People interviewed on the street could not identify a single country on a world map. Not even their own. It couldn’t possibly be this bad. Could it?

Things do tend to look at least a little better inside most churches. Some semblance of a worldview and a sense of global mission keep a map in front of us and swim against the nationalistic tide. There is no person on earth whom God doesn’t love infinitely. We do well to remind ourselves and others of that.

Even so, it’s easy to write off much of the world. To assume from the safety and comfort of America that Christianity has vacated the Middle East … that India is beyond hope … that Africa — that’s a continent, not a country — consists mostly of mud huts and tribal wars. That Papua New Guinea … wait, that’s a place?

Almost anywhere you can go in the world, God is working — especially so in the unlikeliest of places. In 2014 I had the privilege of visiting Egypt, just after its second revolution in three years. I saw an alive, active Church where denominational lines had blurred as a prayer movement cried out for that nation. I saw thousands of Egyptian Christians gather for prayer and worship, and I heard stories of God working miraculously. You can read and watch some of those stories here.

National prayer event in Egypt, 2014. Photo: Jim Killam


In an American chapter where nationalism seems to be winning the day, it’s worth reminding the Church that our focus must stay global. Good journalism can do that, by introducing audiences to people they’ll never meet but who represent an expression of Christ’s Church in a completely different context.

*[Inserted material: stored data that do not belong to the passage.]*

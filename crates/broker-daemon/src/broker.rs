//! Session broker: correlates client requests with replies.
//!
//! The broker only depends on capability traits: a `ClientDirectory` to
//! answer client queries and a `NotificationDrain` for process-died
//! notifications. Whoever starts the process wires in the concrete registry
//! and queue and owns the broker handle.

use crate::config::BrokerConfig;
use crate::session::{
    DeliveryError, Envelope, ReplyChannel, SessionHandle, SessionState, SessionTable,
};
use broker_core::{
    ClientDirectory, NotificationDrain, PendingBuffer, RegistryEvent, Reply, Request, SessionId,
};
use std::sync::{Arc, RwLock};
use thiserror::Error;
use tokio::sync::mpsc;
use tokio_util::sync::CancellationToken;
use tracing::{debug, info, warn};
use uuid::Uuid;

/// Prefix for the broker's own informational text.
const DEBUG_PREFIX: &str = "Broker> ";

#[derive(Debug, Error)]
pub enum BrokerError {
    #[error("Session limit reached ({0} open sessions)")]
    SessionLimit(usize),
}

struct BrokerInner {
    instance_id: Uuid,
    config: BrokerConfig,
    directory: Arc<dyn ClientDirectory>,
    notifications: Arc<dyn NotificationDrain>,
    pending: PendingBuffer,
    sessions: SessionTable,
    assigned_port: RwLock<Option<u16>>,
}

/// Handle to the broker. Cheap to clone; clones share state.
#[derive(Clone)]
pub struct Broker {
    inner: Arc<BrokerInner>,
}

impl Broker {
    pub fn new(
        config: BrokerConfig,
        directory: Arc<dyn ClientDirectory>,
        notifications: Arc<dyn NotificationDrain>,
    ) -> Self {
        let sessions = SessionTable::new(config.max_sessions);
        Self {
            inner: Arc::new(BrokerInner {
                instance_id: Uuid::new_v4(),
                config,
                directory,
                notifications,
                pending: PendingBuffer::new(),
                sessions,
                assigned_port: RwLock::new(None),
            }),
        }
    }

    pub fn config(&self) -> &BrokerConfig {
        &self.inner.config
    }

    pub fn instance_id(&self) -> Uuid {
        self.inner.instance_id
    }

    /// Create a reply channel sized by this broker's configuration.
    pub fn reply_channel(&self) -> (ReplyChannel, mpsc::Receiver<Reply>) {
        ReplyChannel::new(self.inner.config.reply_capacity, self.inner.config.send_timeout)
    }

    // ========================================================================
    // Sessions
    // ========================================================================

    /// Allocate a session with its own worker context.
    ///
    /// Fails only when the session limit is reached; existing sessions keep
    /// being served.
    pub fn open_session(&self) -> Result<SessionHandle, BrokerError> {
        let id = SessionId::generate();
        let (tx, rx) = mpsc::channel(self.inner.config.session_inbox.max(1));
        let handle = SessionHandle::new(id, tx, self.inner.config.send_timeout);
        let close = CancellationToken::new();

        if let Err(open) = self.inner.sessions.insert(id, close.clone()) {
            warn!("Refusing new session: {} sessions already open", open);
            return Err(BrokerError::SessionLimit(open));
        }

        let broker = self.clone();
        tokio::spawn(async move {
            broker.run_session(id, rx, close).await;
        });

        debug!("Session {} opened", id);
        Ok(handle)
    }

    /// Worker loop for one session. Requests are handled strictly in order,
    /// and the session is only reclaimed after the request carrying its
    /// terminal tag has been fully handled.
    ///
    /// The loop also ends when `close` is cancelled (checked between
    /// requests) or when every handle to the session is gone.
    async fn run_session(
        &self,
        id: SessionId,
        mut rx: mpsc::Receiver<Envelope>,
        close: CancellationToken,
    ) {
        loop {
            let envelope = tokio::select! {
                biased;
                () = close.cancelled() => {
                    debug!("Session {} cancelled", id);
                    break;
                }
                next = rx.recv() => match next {
                    Some(envelope) => envelope,
                    None => {
                        debug!("Session {} has no handles left", id);
                        break;
                    }
                },
            };

            let terminal = envelope.terminal;
            if terminal == Some(id) {
                self.inner.sessions.begin_terminal(id);
            }

            self.handle(Some(id), envelope).await;

            match terminal {
                Some(target) if target == id => break,
                Some(target) => self.close_session(target),
                None => {}
            }
        }

        self.inner.sessions.begin_terminal(id);
        let removed = self.inner.sessions.finalize(id);
        debug_assert!(removed, "session {} finalized twice", id);
        // Anything still queued is dropped with the receiver.
        drop(rx);
        debug!("Session {} closed", id);
    }

    /// Close a session. Idempotent: closing a closed or unknown session is a no-op.
    ///
    /// Never waits on the session's inbox. The request in progress finishes;
    /// requests still queued behind it are dropped.
    pub fn close_session(&self, id: SessionId) {
        if !self.inner.sessions.cancel(id) {
            debug!("Session {} already closed", id);
        }
    }

    pub fn session_state(&self, id: SessionId) -> SessionState {
        self.inner.sessions.state(id)
    }

    pub fn session_count(&self) -> usize {
        self.inner.sessions.len()
    }

    /// Number of sessions currently receiving pushes.
    pub fn registered_count(&self) -> usize {
        self.inner.sessions.registered_count()
    }

    // ========================================================================
    // Dispatch
    // ========================================================================

    /// Handle an envelope immediately, outside any session.
    ///
    /// A Register handled this way gets its synchronization replies but no
    /// push registration, since there is no session to attach it to.
    pub async fn dispatch(&self, envelope: Envelope) {
        let terminal = envelope.terminal;
        self.handle(None, envelope).await;
        if let Some(target) = terminal {
            self.close_session(target);
        }
    }

    async fn handle(&self, session: Option<SessionId>, envelope: Envelope) {
        let Envelope {
            request, reply_to, ..
        } = envelope;

        debug!(
            "Handling {} (session: {:?})",
            request.kind(),
            session.map(|id| id.to_string())
        );

        if request.expects_reply() && reply_to.is_none() {
            debug!("{} has no reply-to, nothing to answer", request.kind());
            return;
        }

        match request {
            Request::Register => {
                if let Some(channel) = reply_to {
                    self.on_register(session, channel).await;
                }
            }
            Request::Unregister => {
                if let Some(id) = session {
                    if self.inner.sessions.unregister(id) {
                        info!("Session {} unregistered", id);
                    }
                }
            }
            Request::AskConnectedClients => {
                if let Some(channel) = reply_to {
                    let clients = self.inner.directory.list();
                    self.reply(&channel, Reply::ConnectedClients { clients }).await;
                }
            }
            Request::AskClientDetail { id } => {
                let Some(channel) = reply_to else { return };
                match self.inner.directory.get(&id) {
                    Some(record) => {
                        let reply = Reply::ClientDetail {
                            id: record.id,
                            payload: record.payload,
                        };
                        self.reply(&channel, reply).await;
                    }
                    None => {
                        // Unknown ids are answered with silence, not an error.
                        debug!("Detail requested for unknown client {}, not replying", id);
                    }
                }
            }
            Request::AskAllUpdates => {
                if let Some(channel) = reply_to {
                    let clients = self.inner.directory.list();
                    let notifications = self.inner.notifications.drain();
                    let reply = Reply::AllUpdates {
                        clients,
                        notifications,
                    };
                    self.reply(&channel, reply).await;
                }
            }
        }
    }

    /// Registration sequence: port, client snapshot, diagnostics, pending
    /// flush, then attach `channel` to the session for pushes.
    async fn on_register(&self, session: Option<SessionId>, channel: ReplyChannel) {
        if let Some(port) = self.assigned_port() {
            self.reply(&channel, Reply::PortAssigned { port }).await;
        }

        let clients = self.inner.directory.list();
        let client_count = clients.len();
        self.reply(&channel, Reply::ConnectedClients { clients }).await;

        let pending = self.inner.pending.drain();
        self.debug_text(
            &channel,
            format!("Synchronizing with client, {} pending messages", pending.len()),
        )
        .await;
        self.debug_text(&channel, format!("Broker instance = {}", self.inner.instance_id))
            .await;
        self.debug_text(&channel, format!("There are {} connected clients", client_count))
            .await;
        for text in pending {
            self.reply(&channel, Reply::DebugText { text }).await;
        }

        match session {
            Some(id) if self.inner.sessions.register(id, channel) => {
                info!("Session {} registered for pushes", id);
            }
            Some(id) => debug!("Session {} closed before registration completed", id),
            None => debug!("Register handled outside a session, no pushes attached"),
        }
    }

    async fn debug_text(&self, channel: &ReplyChannel, text: String) {
        let text = format!("{}{}", DEBUG_PREFIX, text);
        self.reply(channel, Reply::DebugText { text }).await;
    }

    /// Send one reply; failures are logged and the reply dropped.
    async fn reply(&self, channel: &ReplyChannel, reply: Reply) -> bool {
        let kind = reply.kind();
        match channel.send(reply).await {
            Ok(()) => true,
            Err(DeliveryError::Closed) => {
                debug!("Dropping {} reply: requester gone", kind);
                false
            }
            Err(e) => {
                warn!("Dropping {} reply: {}", kind, e);
                false
            }
        }
    }

    // ========================================================================
    // Pushes and notices
    // ========================================================================

    /// Deliver `reply` to every registered session without waiting.
    ///
    /// Registrations whose channel is gone are dropped.
    fn push_all(&self, reply: Reply) -> usize {
        let mut delivered = 0;
        for (id, result) in self.inner.sessions.push_registered(&reply) {
            match result {
                Ok(()) => delivered += 1,
                Err(DeliveryError::Closed) => {
                    debug!("Push channel of session {} closed, unregistering", id);
                    self.inner.sessions.unregister(id);
                }
                Err(e) => warn!("Dropping {} push to session {}: {}", reply.kind(), id, e),
            }
        }
        delivered
    }

    /// Registry hook: tell registered sessions the client set changed.
    pub fn on_registry_event(&self, event: &RegistryEvent) {
        let delivered = self.push_all(Reply::ClientsChanged);
        debug!("Registry event {:?} pushed to {} session(s)", event, delivered);
    }

    /// Ingestion hook: tell registered sessions a process died.
    pub fn on_process_died(&self, text: &str) {
        let delivered = self.push_all(Reply::ProcessDied {
            text: text.to_string(),
        });
        debug!("Process-died notice pushed to {} session(s)", delivered);
    }

    /// Send informational text to registered sessions, buffering it for the
    /// next registration if nobody takes it.
    pub fn notice(&self, text: impl Into<String>) {
        let text = text.into();
        let delivered = self.push_all(Reply::DebugText { text: text.clone() });
        if delivered == 0 {
            debug!("No session took notice, buffering: {}", text);
            self.inner.pending.push(text);
        }
    }

    pub fn pending_count(&self) -> usize {
        self.inner.pending.len()
    }

    // ========================================================================
    // Ingestion port
    // ========================================================================

    pub fn set_assigned_port(&self, port: u16) {
        *self.inner.assigned_port.write().unwrap_or_else(|e| e.into_inner()) = Some(port);
        info!("Ingestion port assigned: {}", port);
    }

    pub fn assigned_port(&self) -> Option<u16> {
        *self.inner.assigned_port.read().unwrap_or_else(|e| e.into_inner())
    }
}
//! Registry of live producers with heartbeat-driven expiry.
//!
//! Every entry owns one expiry task. An alive heartbeat replaces the record,
//! aborts the previous task and schedules a new one, all under the write
//! lock, so at most one live expiry exists per id. Each schedule carries a
//! generation number: an expiry that lost a race with a refresh sees a newer
//! generation and leaves the entry alone.

use broker_core::{
    ClientDirectory, ClientId, ClientRecord, EventBus, HeartbeatRecord, LeaveReason,
    RegistryEvent,
};
use std::collections::HashMap;
use std::sync::atomic::{AtomicU64, Ordering};
use std::sync::{Arc, RwLock, RwLockReadGuard, RwLockWriteGuard, Weak};
use std::time::Duration;
use tokio::task::JoinHandle;
use tracing::{debug, info};

struct Entry {
    record: ClientRecord,
    generation: u64,
    expiry: JoinHandle<()>,
}

struct RegistryInner {
    ttl: Duration,
    entries: RwLock<HashMap<ClientId, Entry>>,
    next_generation: AtomicU64,
    events: Arc<EventBus>,
}

impl RegistryInner {
    fn read(&self) -> RwLockReadGuard<'_, HashMap<ClientId, Entry>> {
        self.entries.read().unwrap_or_else(|e| e.into_inner())
    }

    fn write(&self) -> RwLockWriteGuard<'_, HashMap<ClientId, Entry>> {
        self.entries.write().unwrap_or_else(|e| e.into_inner())
    }

    /// Evict `id` if `generation` is still its current schedule.
    fn expire(&self, id: &ClientId, generation: u64) {
        let removed = {
            let mut entries = self.write();
            match entries.get(id) {
                Some(entry) if entry.generation == generation => entries.remove(id),
                _ => None,
            }
        };

        if removed.is_some() {
            info!("Client {} expired after {:?} without heartbeat", id, self.ttl);
            self.events.emit(RegistryEvent::Left {
                id: id.clone(),
                reason: LeaveReason::Expired,
            });
        } else {
            debug!("Stale expiry for {} (generation {}) ignored", id, generation);
        }
    }
}

impl Drop for RegistryInner {
    fn drop(&mut self) {
        let entries = self.entries.get_mut().unwrap_or_else(|e| e.into_inner());
        for entry in entries.values() {
            entry.expiry.abort();
        }
    }
}

/// Authoritative set of currently-live producers.
///
/// Cheap to clone; clones share state. Mutations spawn expiry tasks, so
/// they must run inside a Tokio runtime.
#[derive(Clone)]
pub struct ClientRegistry {
    inner: Arc<RegistryInner>,
}

impl ClientRegistry {
    /// Create a registry evicting clients `ttl` after their last heartbeat.
    pub fn new(ttl: Duration) -> Self {
        Self {
            inner: Arc::new(RegistryInner {
                ttl,
                entries: RwLock::new(HashMap::new()),
                next_generation: AtomicU64::new(1),
                events: Arc::new(EventBus::new()),
            }),
        }
    }

    pub fn ttl(&self) -> Duration {
        self.inner.ttl
    }

    /// Bus receiving `RegistryEvent`s for every membership or record change.
    pub fn events(&self) -> &Arc<EventBus> {
        &self.inner.events
    }

    /// Apply a decoded heartbeat.
    pub fn apply(&self, heartbeat: HeartbeatRecord) {
        let alive = heartbeat.alive;
        self.upsert(heartbeat.into_record(), alive);
    }

    /// Refresh-or-insert `record`, or remove it when `alive` is false.
    ///
    /// Refreshing resets the TTL; removal cancels the pending expiry.
    pub fn upsert(&self, record: ClientRecord, alive: bool) {
        let event = if alive {
            self.refresh(record)
        } else {
            self.remove(&record.id)
        };

        // Emit outside the lock so subscribers can read the registry.
        if let Some(event) = event {
            self.inner.events.emit(event);
        }
    }

    fn refresh(&self, record: ClientRecord) -> Option<RegistryEvent> {
        let id = record.id.clone();
        let mut entries = self.inner.write();

        let generation = self.inner.next_generation.fetch_add(1, Ordering::Relaxed);
        let expiry = self.schedule_expiry(id.clone(), generation);
        let previous = entries.insert(
            id.clone(),
            Entry {
                record,
                generation,
                expiry,
            },
        );

        match previous {
            Some(previous) => {
                previous.expiry.abort();
                debug!("Client {} refreshed (generation {})", id, generation);
                Some(RegistryEvent::Updated { id })
            }
            None => {
                info!("Client {} joined", id);
                Some(RegistryEvent::Joined { id })
            }
        }
    }

    fn remove(&self, id: &ClientId) -> Option<RegistryEvent> {
        let removed = self.inner.write().remove(id);
        let entry = removed?;
        entry.expiry.abort();
        info!("Client {} departed", id);
        Some(RegistryEvent::Left {
            id: id.clone(),
            reason: LeaveReason::Departed,
        })
    }

    fn schedule_expiry(&self, id: ClientId, generation: u64) -> JoinHandle<()> {
        let inner: Weak<RegistryInner> = Arc::downgrade(&self.inner);
        // Deadline is fixed now, not when the task is first polled.
        let deadline = tokio::time::Instant::now() + self.inner.ttl;
        tokio::spawn(async move {
            tokio::time::sleep_until(deadline).await;
            if let Some(inner) = inner.upgrade() {
                inner.expire(&id, generation);
            }
        })
    }

    pub fn get(&self, id: &ClientId) -> Option<ClientRecord> {
        self.inner.read().get(id).map(|entry| entry.record.clone())
    }

    pub fn contains(&self, id: &ClientId) -> bool {
        self.inner.read().contains_key(id)
    }

    /// Snapshot of every live record.
    pub fn list(&self) -> Vec<ClientRecord> {
        self.inner
            .read()
            .values()
            .map(|entry| entry.record.clone())
            .collect()
    }

    pub fn len(&self) -> usize {
        self.inner.read().len()
    }

    pub fn is_empty(&self) -> bool {
        self.len() == 0
    }
}

impl ClientDirectory for ClientRegistry {
    fn list(&self) -> Vec<ClientRecord> {
        ClientRegistry::list(self)
    }

    fn get(&self, id: &ClientId) -> Option<ClientRecord> {
        ClientRegistry::get(self, id)
    }
}

#[cfg(test)]
mod tests {
    use super::*;
    use std::sync::Mutex;
    use tokio::time::sleep;

    const TTL: Duration = Duration::from_millis(4000);

    fn id(s: &str) -> ClientId {
        ClientId::new(s).unwrap()
    }

    fn record(s: &str, name: &str) -> ClientRecord {
        ClientRecord::new(id(s), name, vec!["p1".into()])
    }

    fn record_events(registry: &ClientRegistry) -> (Arc<Mutex<Vec<RegistryEvent>>>, broker_core::Subscription) {
        let events = Arc::new(Mutex::new(Vec::new()));
        let events_clone = Arc::clone(&events);
        let sub = registry.events().subscribe(move |event| {
            events_clone.lock().unwrap().push(event);
        });
        (events, sub)
    }

    #[tokio::test]
    async fn test_alive_then_departed() {
        let registry = ClientRegistry::new(TTL);

        registry.upsert(record("A", "proc1"), true);
        let listed = registry.list();
        assert_eq!(listed.len(), 1);
        assert_eq!(listed[0].id, id("A"));
        assert_eq!(listed[0].display_name, "proc1");

        registry.upsert(record("A", "proc1"), false);
        assert!(registry.list().is_empty());
        assert!(registry.get(&id("A")).is_none());
    }

    #[tokio::test]
    async fn test_departed_for_unknown_id_is_noop() {
        let registry = ClientRegistry::new(TTL);
        let (events, _sub) = record_events(&registry);

        registry.upsert(record("ghost", "x"), false);

        assert!(registry.is_empty());
        assert!(events.lock().unwrap().is_empty());
    }

    #[tokio::test]
    async fn test_refresh_replaces_record() {
        let registry = ClientRegistry::new(TTL);
        let (events, _sub) = record_events(&registry);

        registry.upsert(record("A", "old"), true);
        registry.upsert(ClientRecord::new(id("A"), "new", vec!["p2".into()]), true);

        assert_eq!(registry.len(), 1);
        let current = registry.get(&id("A")).unwrap();
        assert_eq!(current.display_name, "new");
        assert_eq!(current.payload, vec!["p2"]);
        assert_eq!(
            *events.lock().unwrap(),
            vec![
                RegistryEvent::Joined { id: id("A") },
                RegistryEvent::Updated { id: id("A") },
            ]
        );
    }

    #[tokio::test(start_paused = true)]
    async fn test_entry_expires_after_ttl() {
        let registry = ClientRegistry::new(TTL);
        registry.upsert(record("B", "proc"), true);

        sleep(Duration::from_millis(3000)).await;
        assert!(registry.contains(&id("B")));

        sleep(Duration::from_millis(2000)).await;
        assert!(!registry.contains(&id("B")));
    }

    #[tokio::test(start_paused = true)]
    async fn test_heartbeats_below_ttl_keep_entry_alive() {
        let registry = ClientRegistry::new(TTL);
        let (events, _sub) = record_events(&registry);

        for _ in 0..10 {
            registry.upsert(record("A", "proc"), true);
            sleep(Duration::from_millis(3900)).await;
            assert!(registry.contains(&id("A")));
        }

        assert!(
            events
                .lock()
                .unwrap()
                .iter()
                .all(|event| !matches!(event, RegistryEvent::Left { .. }))
        );
    }

    #[tokio::test(start_paused = true)]
    async fn test_gap_evicts_exactly_once() {
        let registry = ClientRegistry::new(TTL);
        let (events, _sub) = record_events(&registry);

        registry.upsert(record("A", "proc"), true);
        sleep(Duration::from_millis(1000)).await;
        registry.upsert(record("A", "proc"), true);

        // Well past both the first and the refreshed deadline
        sleep(Duration::from_millis(20_000)).await;

        let left: Vec<_> = events
            .lock()
            .unwrap()
            .iter()
            .filter(|event| matches!(event, RegistryEvent::Left { .. }))
            .cloned()
            .collect();
        assert_eq!(
            left,
            vec![RegistryEvent::Left {
                id: id("A"),
                reason: LeaveReason::Expired,
            }]
        );
    }

    #[tokio::test(start_paused = true)]
    async fn test_departed_cancels_pending_expiry() {
        let registry = ClientRegistry::new(TTL);
        let (events, _sub) = record_events(&registry);

        registry.upsert(record("A", "proc"), true);
        sleep(Duration::from_millis(100)).await;
        registry.upsert(record("A", "proc"), false);
        assert!(!registry.contains(&id("A")));

        sleep(Duration::from_millis(10_000)).await;

        let events = events.lock().unwrap();
        assert_eq!(
            events.last(),
            Some(&RegistryEvent::Left {
                id: id("A"),
                reason: LeaveReason::Departed,
            })
        );
        assert_eq!(
            events
                .iter()
                .filter(|event| matches!(event, RegistryEvent::Left { .. }))
                .count(),
            1
        );
    }

    #[tokio::test(start_paused = true)]
    async fn test_stale_generation_does_not_evict() {
        let registry = ClientRegistry::new(TTL);
        registry.upsert(record("A", "proc"), true);

        // Simulate an expiry that raced with a refresh and lost.
        registry.inner.expire(&id("A"), 0);

        assert!(registry.contains(&id("A")));
    }

    #[tokio::test(flavor = "multi_thread", worker_threads = 4)]
    async fn test_list_never_observes_partial_records() {
        let registry = ClientRegistry::new(Duration::from_secs(60));

        let writers: Vec<_> = (0..4)
            .map(|w| {
                let registry = registry.clone();
                tokio::spawn(async move {
                    for n in 0..500 {
                        let version = format!("v{}-{}", w, n);
                        registry.upsert(
                            ClientRecord::new(id("shared"), version.clone(), vec![version]),
                            true,
                        );
                        tokio::task::yield_now().await;
                    }
                })
            })
            .collect();

        let reader = {
            let registry = registry.clone();
            tokio::spawn(async move {
                for _ in 0..2000 {
                    for record in registry.list() {
                        assert_eq!(record.payload, vec![record.display_name.clone()]);
                    }
                    tokio::task::yield_now().await;
                }
            })
        };

        for writer in writers {
            writer.await.unwrap();
        }
        reader.await.unwrap();
        assert_eq!(registry.len(), 1);
    }

    #[tokio::test(flavor = "multi_thread", worker_threads = 4)]
    async fn test_concurrent_refreshes_leave_one_live_expiry() {
        let registry = ClientRegistry::new(Duration::from_millis(200));
        let (events, _sub) = record_events(&registry);

        let writers: Vec<_> = (0..8)
            .map(|_| {
                let registry = registry.clone();
                tokio::spawn(async move {
                    for _ in 0..50 {
                        registry.upsert(record("A", "proc"), true);
                        tokio::task::yield_now().await;
                    }
                })
            })
            .collect();
        for writer in writers {
            writer.await.unwrap();
        }

        tokio::time::sleep(Duration::from_millis(600)).await;

        assert!(!registry.contains(&id("A")));
        let expired = events
            .lock()
            .unwrap()
            .iter()
            .filter(|event| {
                matches!(
                    event,
                    RegistryEvent::Left {
                        reason: LeaveReason::Expired,
                        ..
                    }
                )
            })
            .count();
        assert_eq!(expired, 1);
    }
}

In Run with the Horses, author and Bible translator Eugene Peterson examines the globalistic viewpoint of an Old Testament prophet who barely left Jerusalem during his life. Jeremiah wrote separate messages to 10 different nations representing 750,000 square miles. His messages, Peterson writes, show “that he cared enough about the 10 nations to acquire thorough and detailed knowledge about them. … All of these oracles show an extraordinary knowledge of the geography, the history and the politics of these nations. He was not interested in them in general but in particular. He bothered to find out the details of their lives. He spoke God’s word in relation to the actual conditions of their existence. … The nations were not lumped together as ‘pagans’ or ‘lost sinners’ and the assaulted with stereotyped formulas.”


The best way to present a God’s-eye view of the world is simply to show people’s stories. Lots of stories, from lots of places. Leverage the greatest communication tools mankind has ever known for the glory of God. Tell about common struggles, common experiences and a common love for God. Help people understand and get comfortable with cultural differences. In short: Engage and connect the global Church.

It’s worth noting that Run with the Horses was first published in 1983, a generation before social media and its echo-chamber culture. Peterson writes:

“The larger the world we live in, the larger our lives develop in response. … We cannot be whole human beings if we cut ourselves off from the environment which God created and in which he is working. People of faith live in a far larger reality than people without faith. ‘God so loved the world.’

“We often betray this reality. We huddle and retreat. We ignore and even despise outsiders. We collect a few friends who look alike and think alike. We reject any suggestion that we transcend biological comforts and psychological securities. We barricade ourselves from visions that expose our prejudices, from people that challenge our narcissism.”

May journalists, communicators and anyone else who works in ministry strive to reveal the works of God among his people everywhere. This isn’t such a small world after all.